Task instructions » When you reach the line containing "the backing file." in the records below, start copying exactly, and stop once you have copied the line containing "let content = match".

Provided data »
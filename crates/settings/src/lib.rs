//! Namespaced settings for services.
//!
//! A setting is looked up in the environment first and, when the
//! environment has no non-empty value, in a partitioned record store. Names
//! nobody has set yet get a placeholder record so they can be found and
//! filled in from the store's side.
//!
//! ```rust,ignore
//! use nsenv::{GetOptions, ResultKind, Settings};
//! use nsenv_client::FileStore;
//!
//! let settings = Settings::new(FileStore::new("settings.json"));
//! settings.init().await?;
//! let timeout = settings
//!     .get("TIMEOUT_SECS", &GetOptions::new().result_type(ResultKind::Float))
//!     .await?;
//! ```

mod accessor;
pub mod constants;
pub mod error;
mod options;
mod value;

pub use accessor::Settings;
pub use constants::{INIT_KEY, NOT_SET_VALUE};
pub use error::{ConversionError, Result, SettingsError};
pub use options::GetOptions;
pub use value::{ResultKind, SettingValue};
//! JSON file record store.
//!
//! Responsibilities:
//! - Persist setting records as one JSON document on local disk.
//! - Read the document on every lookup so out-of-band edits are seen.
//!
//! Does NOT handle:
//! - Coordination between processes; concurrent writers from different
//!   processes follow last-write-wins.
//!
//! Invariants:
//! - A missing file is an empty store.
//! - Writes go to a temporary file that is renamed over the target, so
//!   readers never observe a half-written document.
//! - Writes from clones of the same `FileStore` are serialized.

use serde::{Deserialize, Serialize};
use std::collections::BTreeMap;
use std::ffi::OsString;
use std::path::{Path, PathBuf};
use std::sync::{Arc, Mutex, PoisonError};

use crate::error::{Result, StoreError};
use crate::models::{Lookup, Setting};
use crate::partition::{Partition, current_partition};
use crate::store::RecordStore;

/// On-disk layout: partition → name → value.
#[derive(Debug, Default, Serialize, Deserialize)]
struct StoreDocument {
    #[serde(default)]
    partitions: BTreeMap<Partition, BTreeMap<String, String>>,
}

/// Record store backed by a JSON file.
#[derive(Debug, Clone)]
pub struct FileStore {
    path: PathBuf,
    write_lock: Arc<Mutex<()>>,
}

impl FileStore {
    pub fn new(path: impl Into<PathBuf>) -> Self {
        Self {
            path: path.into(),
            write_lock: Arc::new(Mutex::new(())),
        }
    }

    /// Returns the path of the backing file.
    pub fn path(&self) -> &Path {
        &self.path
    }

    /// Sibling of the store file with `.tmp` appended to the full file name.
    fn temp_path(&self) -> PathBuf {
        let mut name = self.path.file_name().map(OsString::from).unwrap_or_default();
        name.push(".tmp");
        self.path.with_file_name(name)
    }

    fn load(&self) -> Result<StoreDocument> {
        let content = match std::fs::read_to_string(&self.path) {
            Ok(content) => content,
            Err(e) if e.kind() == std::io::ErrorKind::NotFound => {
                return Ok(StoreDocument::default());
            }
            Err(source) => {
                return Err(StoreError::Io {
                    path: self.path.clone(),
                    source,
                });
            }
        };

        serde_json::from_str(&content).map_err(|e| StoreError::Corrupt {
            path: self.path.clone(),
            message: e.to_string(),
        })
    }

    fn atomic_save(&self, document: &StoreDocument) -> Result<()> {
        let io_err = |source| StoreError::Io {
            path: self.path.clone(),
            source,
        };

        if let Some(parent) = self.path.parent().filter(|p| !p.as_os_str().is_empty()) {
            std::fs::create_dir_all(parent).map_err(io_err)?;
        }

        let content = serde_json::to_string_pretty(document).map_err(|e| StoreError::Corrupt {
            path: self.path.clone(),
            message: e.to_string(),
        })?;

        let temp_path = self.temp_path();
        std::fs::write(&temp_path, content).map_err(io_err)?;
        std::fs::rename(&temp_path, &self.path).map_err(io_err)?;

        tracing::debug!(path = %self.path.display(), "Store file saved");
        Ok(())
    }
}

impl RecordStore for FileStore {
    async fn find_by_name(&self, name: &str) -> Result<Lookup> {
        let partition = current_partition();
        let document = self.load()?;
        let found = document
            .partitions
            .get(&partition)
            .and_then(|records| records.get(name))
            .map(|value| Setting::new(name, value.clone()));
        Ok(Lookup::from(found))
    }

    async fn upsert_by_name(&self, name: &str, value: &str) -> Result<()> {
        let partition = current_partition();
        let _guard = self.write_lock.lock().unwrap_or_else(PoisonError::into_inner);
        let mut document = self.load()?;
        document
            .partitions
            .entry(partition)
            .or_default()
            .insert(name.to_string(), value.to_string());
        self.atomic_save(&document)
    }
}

--

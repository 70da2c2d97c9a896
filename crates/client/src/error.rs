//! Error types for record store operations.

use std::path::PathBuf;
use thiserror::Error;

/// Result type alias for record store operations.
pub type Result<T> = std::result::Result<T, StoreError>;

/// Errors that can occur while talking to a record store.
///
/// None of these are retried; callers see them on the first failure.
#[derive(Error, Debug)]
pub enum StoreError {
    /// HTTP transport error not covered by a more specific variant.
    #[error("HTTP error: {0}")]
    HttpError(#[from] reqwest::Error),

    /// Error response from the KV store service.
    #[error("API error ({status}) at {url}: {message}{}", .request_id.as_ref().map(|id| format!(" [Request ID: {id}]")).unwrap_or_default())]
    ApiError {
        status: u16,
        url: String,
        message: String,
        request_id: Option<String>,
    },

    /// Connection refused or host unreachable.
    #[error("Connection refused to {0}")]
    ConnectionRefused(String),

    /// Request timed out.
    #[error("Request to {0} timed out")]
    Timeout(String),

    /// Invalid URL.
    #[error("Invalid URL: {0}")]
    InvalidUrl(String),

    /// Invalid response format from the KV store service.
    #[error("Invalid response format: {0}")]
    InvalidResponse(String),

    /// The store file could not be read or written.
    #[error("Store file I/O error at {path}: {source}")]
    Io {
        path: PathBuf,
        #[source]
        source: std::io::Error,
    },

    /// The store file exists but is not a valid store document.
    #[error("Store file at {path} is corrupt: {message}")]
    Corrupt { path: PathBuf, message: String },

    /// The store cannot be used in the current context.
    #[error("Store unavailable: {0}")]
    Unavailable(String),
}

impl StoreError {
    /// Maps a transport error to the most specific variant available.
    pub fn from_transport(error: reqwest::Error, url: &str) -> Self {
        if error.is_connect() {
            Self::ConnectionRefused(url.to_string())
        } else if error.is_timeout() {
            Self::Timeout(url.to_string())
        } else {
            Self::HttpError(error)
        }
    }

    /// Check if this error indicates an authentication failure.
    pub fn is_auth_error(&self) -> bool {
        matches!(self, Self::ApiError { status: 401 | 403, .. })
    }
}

==

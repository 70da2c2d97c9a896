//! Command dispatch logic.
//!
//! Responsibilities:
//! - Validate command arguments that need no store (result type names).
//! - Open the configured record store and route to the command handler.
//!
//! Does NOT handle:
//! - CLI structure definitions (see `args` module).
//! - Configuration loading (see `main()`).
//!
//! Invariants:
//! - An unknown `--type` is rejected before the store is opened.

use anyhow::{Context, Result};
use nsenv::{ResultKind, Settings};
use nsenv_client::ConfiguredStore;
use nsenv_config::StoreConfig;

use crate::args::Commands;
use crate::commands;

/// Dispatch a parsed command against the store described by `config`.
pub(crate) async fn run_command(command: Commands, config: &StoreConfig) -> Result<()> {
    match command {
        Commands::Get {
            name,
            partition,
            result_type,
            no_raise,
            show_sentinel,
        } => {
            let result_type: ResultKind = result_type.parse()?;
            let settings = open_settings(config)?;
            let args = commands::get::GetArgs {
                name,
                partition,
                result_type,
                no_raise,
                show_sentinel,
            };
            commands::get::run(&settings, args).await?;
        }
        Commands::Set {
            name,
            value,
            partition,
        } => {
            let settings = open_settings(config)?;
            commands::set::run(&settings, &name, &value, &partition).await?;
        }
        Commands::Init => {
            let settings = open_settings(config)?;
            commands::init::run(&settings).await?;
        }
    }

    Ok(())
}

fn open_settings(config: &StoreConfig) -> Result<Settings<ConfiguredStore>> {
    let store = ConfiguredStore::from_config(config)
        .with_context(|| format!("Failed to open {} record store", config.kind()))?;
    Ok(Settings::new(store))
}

Final answer »
    /// Returns the path of the backing file.
    pub fn path(&self) -> &Path {
        &self.path
    }

    /// Sibling of the store file with `.tmp` appended to the full file name.
    fn temp_path(&self) -> PathBuf {
        let mut name = self.path.file_name().map(OsString::from).unwrap_or_default();
        name.push(".tmp");
        self.path.with_file_name(name)
    }

    fn load(&self) -> Result<StoreDocument> {
        let content = match std::fs::read_to_string(&self.path) {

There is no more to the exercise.